> WHAT TO PRODUCE: Scan the entries that follow and copy out every line containing "than".
====================
//! The shared delivery pipeline: resolve a recipient to a mailbox,
//! check for a duplicate, run the user's Sieve script (if any), and
//! execute the resulting actions against the mailbox store. Both the
//! LMTP server and the one-shot `deliver` CLI drive this same function
//! so their behavior never drifts apart.

use silo_mboxname::Namespace;
use silo_sieve::{Action, Command, Environment};
use silo_store::{MailboxError, QuotaFile, SpoolPaths};

use crate::message::{DeliveryMessage, RecipientAddress};
use crate::outbound::MailTransport;

/// What happened to one recipient, independent of which front end is
/// reporting it.
#[derive(Debug)]
pub enum DeliveryOutcome {
    Delivered { mailbox: String, uid: u32 },
    Discarded,
    Rejected { reason: String },
    Failed(MailboxError),
}

impl DeliveryOutcome {
    /// The LMTP per-recipient status line this outcome maps to, per
    /// the failure taxonomy every recipient is evaluated against.
    pub fn lmtp_status(&self) -> (u16, &'static str, String) {
        match self {
            DeliveryOutcome::Delivered { mailbox, uid } => {
                (250, "2.1.5", format!("delivered to {mailbox} as UID {uid}"))
            }
            DeliveryOutcome::Discarded => (250, "2.1.5", "discarded".to_string()),
            DeliveryOutcome::Rejected { reason } => (550, "5.7.1", reason.clone()),
            DeliveryOutcome::Failed(err) => lmtp_status_for_error(err),
        }
    }

    /// The `sysexits` code the `deliver` CLI reports for this outcome.
    pub fn exit_code(&self) -> i32 {
        match self {
            DeliveryOutcome::Delivered { .. } | DeliveryOutcome::Discarded => silo_store::EX_OK,
            DeliveryOutcome::Rejected { .. } => silo_store::EX_DATAERR,
            DeliveryOutcome::Failed(err) => err.exit_code(),
        }
    }
}

fn lmtp_status_for_error(err: &MailboxError) -> (u16, &'static str, String) {
    match err {
        MailboxError::Io(_) => (451, "4.3.0", err.to_string()),
        MailboxError::PermissionDenied => (550, "5.7.1", err.to_string()),
        MailboxError::QuotaExceeded => (452, "4.2.2", err.to_string()),
        MailboxError::MailboxBadFormat(_) | MailboxError::MailboxNotSupported => {
            (451, "4.2.0", err.to_string())
        }
        MailboxError::MessageContainsNul
        | MailboxError::MessageContainsBareNewline
        | MailboxError::MessageContains8bit
        | MailboxError::MessageBadHeader(_)
        | MailboxError::MessageNoBlankLine => (554, "5.6.0", err.to_string()),
        MailboxError::MailboxNonexistent => (550, "5.1.1", "user unknown".to_string()),
        MailboxError::MailboxExists
        | MailboxError::ServerUnavailable
        | MailboxError::InvalidIdentifier(_)
        | MailboxError::UserFlagExhausted
        | MailboxError::OkCompleted => (451, "4.3.0", err.to_string()),
    }
}

/// The pieces of the store every call to [`dispatch_recipient`] needs.
/// Bundled so the function signature doesn't grow a parameter per
/// store concern. Recipient acceptance (does the mailbox exist, is it
/// over quota) is checked earlier, against the mailbox list, by the
/// caller — this context only needs what delivery itself touches.
pub struct DispatchContext<'a> {
    pub paths: &'a SpoolPaths,
    pub namespace: &'a Namespace,
    pub duplicates: &'a mut silo_duplicate::DuplicateTable,
    /// Where `Vacation`/`Redirect` hand messages off to leave the
    /// spool. `&dyn` rather than generic so `DispatchContext` stays
    /// object-shaped across the LMTP server's per-connection state and
    /// the `deliver` CLI's one-shot call.
    pub transport: &'a dyn MailTransport,
    /// Used as the domain part of a generated vacation reply's
    /// `Message-Id`.
    pub hostname: &'a str,
}

/// How long a delivered message's duplicate-suppression record stays
/// valid: three days, matching the window a retrying MTA is expected
/// to give up in.
const DUPLICATE_SUPPRESSION_WINDOW: u32 = 3 * 24 * 3600;

/// Scope for Sieve-generated auxiliary duplicate records (forward
/// trails, vacation replies) — distinct from the absolute-mailbox-name
/// scope plain delivery dedup uses, so a script-generated record never
/// collides with the mailbox's own delivery history.
fn sieve_scope(local_part: &str, tag: &str) -> String {
    format!(".{local_part}.sieve.{tag}")
}

struct MessageEnvironment<'a> {
    message: &'a DeliveryMessage,
    envelope_from: Option<&'a str>,
    envelope_to: &'a str,
}

impl<'a> Environment for MessageEnvironment<'a> {
    fn header(&self, name: &str) -> Vec<&str> {
        self.message.header(name)
    }

    fn size(&self) -> u64 {
        self.message.size
    }

    fn envelope(&self, name: &str) -> Option<&str> {
        match name {
            "from" => self.envelope_from,
            "to" => Some(self.envelope_to),
            _ => None,
        }
    }
}

/// Runs the full delivery pipeline for one recipient of one message.
/// `sieve_program` is `None` when the recipient has no active script,
/// in which case the recipient's default is a plain `Keep`, or a
/// `FileInto` the plus-detail subfolder when the address carries one.
pub fn dispatch_recipient(
    ctx: &mut DispatchContext,
    recipient: &RecipientAddress,
    message: &DeliveryMessage,
    sieve_program: Option<&[Command]>,
    now: u32,
) -> DeliveryOutcome {
    let inbox = match silo_mboxname::to_internal(ctx.namespace, "INBOX", Some(&recipient.local_part))
    {
        Ok(name) => name,
        Err(e) => return DeliveryOutcome::Failed(MailboxError::InvalidIdentifier(e.to_string())),
    };

    if recipient.suppress_duplicates {
        if let Some(message_id) = &message.message_id {
            match ctx.duplicates.check(message_id, &inbox, now) {
                Ok(true) => return DeliveryOutcome::Discarded,
                Ok(false) => {}
                Err(e) => {
                    tracing::warn!(error = %e, "duplicate check failed, delivering anyway");
                }
            }
        }
    }

    let actions = resolve_actions(recipient, message, sieve_program, &inbox);

    let mut last = None;
    for action in actions {
        match action {
            Action::Discard => return DeliveryOutcome::Discarded,
            Action::Reject { reason } => return DeliveryOutcome::Rejected { reason },
            Action::Keep { .. } => {
                match append_to(ctx, &inbox, message, now, recipient.ignore_quota) {
                    Ok(uid) => last = Some((inbox.clone(), uid)),
                    Err(e) => return DeliveryOutcome::Failed(e),
                }
            }
            Action::FileInto { mailbox, .. } => {
                match append_to(ctx, &mailbox, message, now, recipient.ignore_quota) {
                    Ok(uid) => last = Some((mailbox, uid)),
                    Err(MailboxError::MailboxNonexistent) => {
                        match append_to(ctx, &inbox, message, now, recipient.ignore_quota) {
                            Ok(uid) => last = Some((inbox.clone(), uid)),
                            Err(e) => return DeliveryOutcome::Failed(e),
                        }
                    }
                    Err(e) => return DeliveryOutcome::Failed(e),
                }
            }
            Action::Redirect { address, .. } => {
                redirect(ctx, recipient, message, &address, now);
            }
            Action::Vacation {
                address,
                from,
                subject,
                body,
                days,
                mime,
                handle: _,
            } => {
                vacation(ctx, recipient, message, &address, &from, &subject, &body, days, mime, now);
            }
            // SetFlag/AddFlag/RemoveFlag/Mark/Unmark/Notify/Denotify affect
            // only messages already delivered by a prior Keep/FileInto in
            // this same run, which this pipeline doesn't yet retroactively
            // apply.
            Action::SetFlag(_)
            | Action::AddFlag(_)
            | Action::RemoveFlag(_)
            | Action::Mark
            | Action::Unmark
            | Action::Notify { .. }
            | Action::Denotify { .. } => {}
        }
    }

    if recipient.suppress_duplicates {
        if let Some(message_id) = &message.message_id {
            let _ = ctx
                .duplicates
                .mark(message_id, &inbox, now + DUPLICATE_SUPPRESSION_WINDOW);
        }
    }

    match last {
        Some((mailbox, uid)) => DeliveryOutcome::Delivered { mailbox, uid },
        None => DeliveryOutcome::Discarded,
    }
}

fn resolve_actions(
    recipient: &RecipientAddress,
    message: &DeliveryMessage,
    sieve_program: Option<&[Command]>,
    inbox: &str,
) -> Vec<Action> {
    if let Some(program) = sieve_program {
        let env = MessageEnvironment {
            message,
            envelope_from: message.return_path.as_deref(),
            envelope_to: &recipient.local_part,
        };
        match silo_sieve::evaluate(program, &env) {
            Ok(actions) if !actions.is_empty() => return actions,
            Ok(_) => return vec![Action::Keep { flags: vec![], copy: false }],
            Err(e) => {
                silo_sieve::log_execute_error(0, &e.to_string());
                return vec![Action::Keep { flags: vec![], copy: false }];
            }
        }
    }

    match &recipient.detail {
        Some(detail) if !detail.is_empty() => vec![Action::FileInto {
            mailbox: format!("{inbox}.{detail}"),
            flags: vec![],
            copy: false,
        }],
        _ => vec![Action::Keep { flags: vec![], copy: false }],
    }
}

fn append_to(
    ctx: &mut DispatchContext,
    mailbox_name: &str,
    message: &DeliveryMessage,
    now: u32,
    ignore_quota: bool,
) -> Result<u32, MailboxError> {
    let mut mbox = silo_store::Mailbox::open(ctx.paths, mailbox_name)?;
    let quota_root = mbox.header().quota_root.clone();
    let quota_path = ctx.paths.quota_path(&quota_root);

    let mut quota = match QuotaFile::open(&quota_path) {
        Ok(q) => q,
        Err(MailboxError::Io(e)) if e.kind() == std::io::ErrorKind::NotFound => {
            QuotaFile::create(&quota_path, None)?
        }
        Err(e) => return Err(e),
    };

    let body = message.with_return_path_header();
    let uid = mbox.append(&mut quota, &body, &[], now, ignore_quota)?;
    Ok(uid)
}

/// Forwards the original message verbatim to `address`. Tracked the
/// same way the reference daemon's `sieve_redirect` does: keyed by
/// `{message-id}-{address}` under the Sieve auxiliary scope, so a
/// script re-run against the same message (a requeue, a later
/// redelivery) doesn't forward it twice. Messages with no `Message-Id`
/// can't be deduplicated this way and are forwarded unconditionally.
fn redirect(
    ctx: &mut DispatchContext,
    recipient: &RecipientAddress,
    message: &DeliveryMessage,
    address: &str,
    now: u32,
) {
    let scope = sieve_scope(&recipient.local_part, "");
    let dedup_key = message.message_id.as_ref().map(|id| format!("{id}-{address}"));

    if let Some(key) = &dedup_key {
        match ctx.duplicates.check(key, &scope, now) {
            Ok(true) => return,
            Ok(false) => {}
            Err(e) => {
                tracing::warn!(error = %e, "redirect duplicate check failed, forwarding anyway");
            }
        }
    }

    let from = message.return_path.as_deref().unwrap_or("");
    if ctx.transport.send(from, address, &message.body) {
        if let Some(key) = &dedup_key {
            let _ = ctx
                .duplicates
                .mark(key, &scope, now + DUPLICATE_SUPPRESSION_WINDOW);
        }
    } else {
        tracing::warn!(
            recipient = %recipient.local_part,
            address,
            "redirect: sendmail did not accept the message"
        );
    }
}

/// Sends at most one vacation auto-reply per sender per `days` window,
/// per the reference daemon's `autorespond`/`send_response` pair: the
/// window is tracked by sender address rather than by message-id,
/// since the point is suppressing a flood from one sender, not
/// deduplicating one particular message.
#[allow(clippy::too_many_arguments)]
fn vacation(
    ctx: &mut DispatchContext,
    recipient: &RecipientAddress,
    message: &DeliveryMessage,
    address: &Option<String>,
    from: &Option<String>,
    subject: &Option<String>,
    body: &str,
    days: u32,
    mime: bool,
    now: u32,
) {
    let reply_to = match address.clone().or_else(|| message.return_path.clone()) {
        Some(addr) if !addr.is_empty() => addr,
        _ => {
            tracing::warn!(recipient = %recipient.local_part, "vacation: no address to reply to");
            return;
        }
    };

    let scope = sieve_scope(&recipient.local_part, "vacation");
    let sender_key = reply_to.to_ascii_lowercase();
    match ctx.duplicates.check(&sender_key, &scope, now) {
        Ok(true) => return,
        Ok(false) => {}
        Err(e) => {
            tracing::warn!(error = %e, "vacation duplicate check failed, replying anyway");
        }
    }

    let reply_from = from
        .clone()
        .unwrap_or_else(|| format!("{}@{}", recipient.local_part, recipient.domain));
    let reply_subject = subject.clone().unwrap_or_else(|| "Automated reply".to_string());
    let reply = compose_vacation_reply(
        ctx.hostname,
        &reply_from,
        &reply_to,
        &reply_subject,
        body,
        mime,
        message.message_id.as_deref(),
        now,
    );

    if ctx.transport.send(&reply_from, &reply_to, reply.as_bytes()) {
        let window = (days.max(1) as u64) * 24 * 3600;
        let expiry = now.saturating_add(window as u32);
        let _ = ctx.duplicates.mark(&sender_key, &scope, expiry);
    } else {
        tracing::warn!(
            recipient = %recipient.local_part,
            address = %reply_to,
            "vacation: sendmail did not accept the reply"
        );
    }
}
====================
> WRITTEN ANSWER:
    /// spool. `&dyn` rather than generic so `DispatchContext` stays
/// window is tracked by sender address rather than by message-id,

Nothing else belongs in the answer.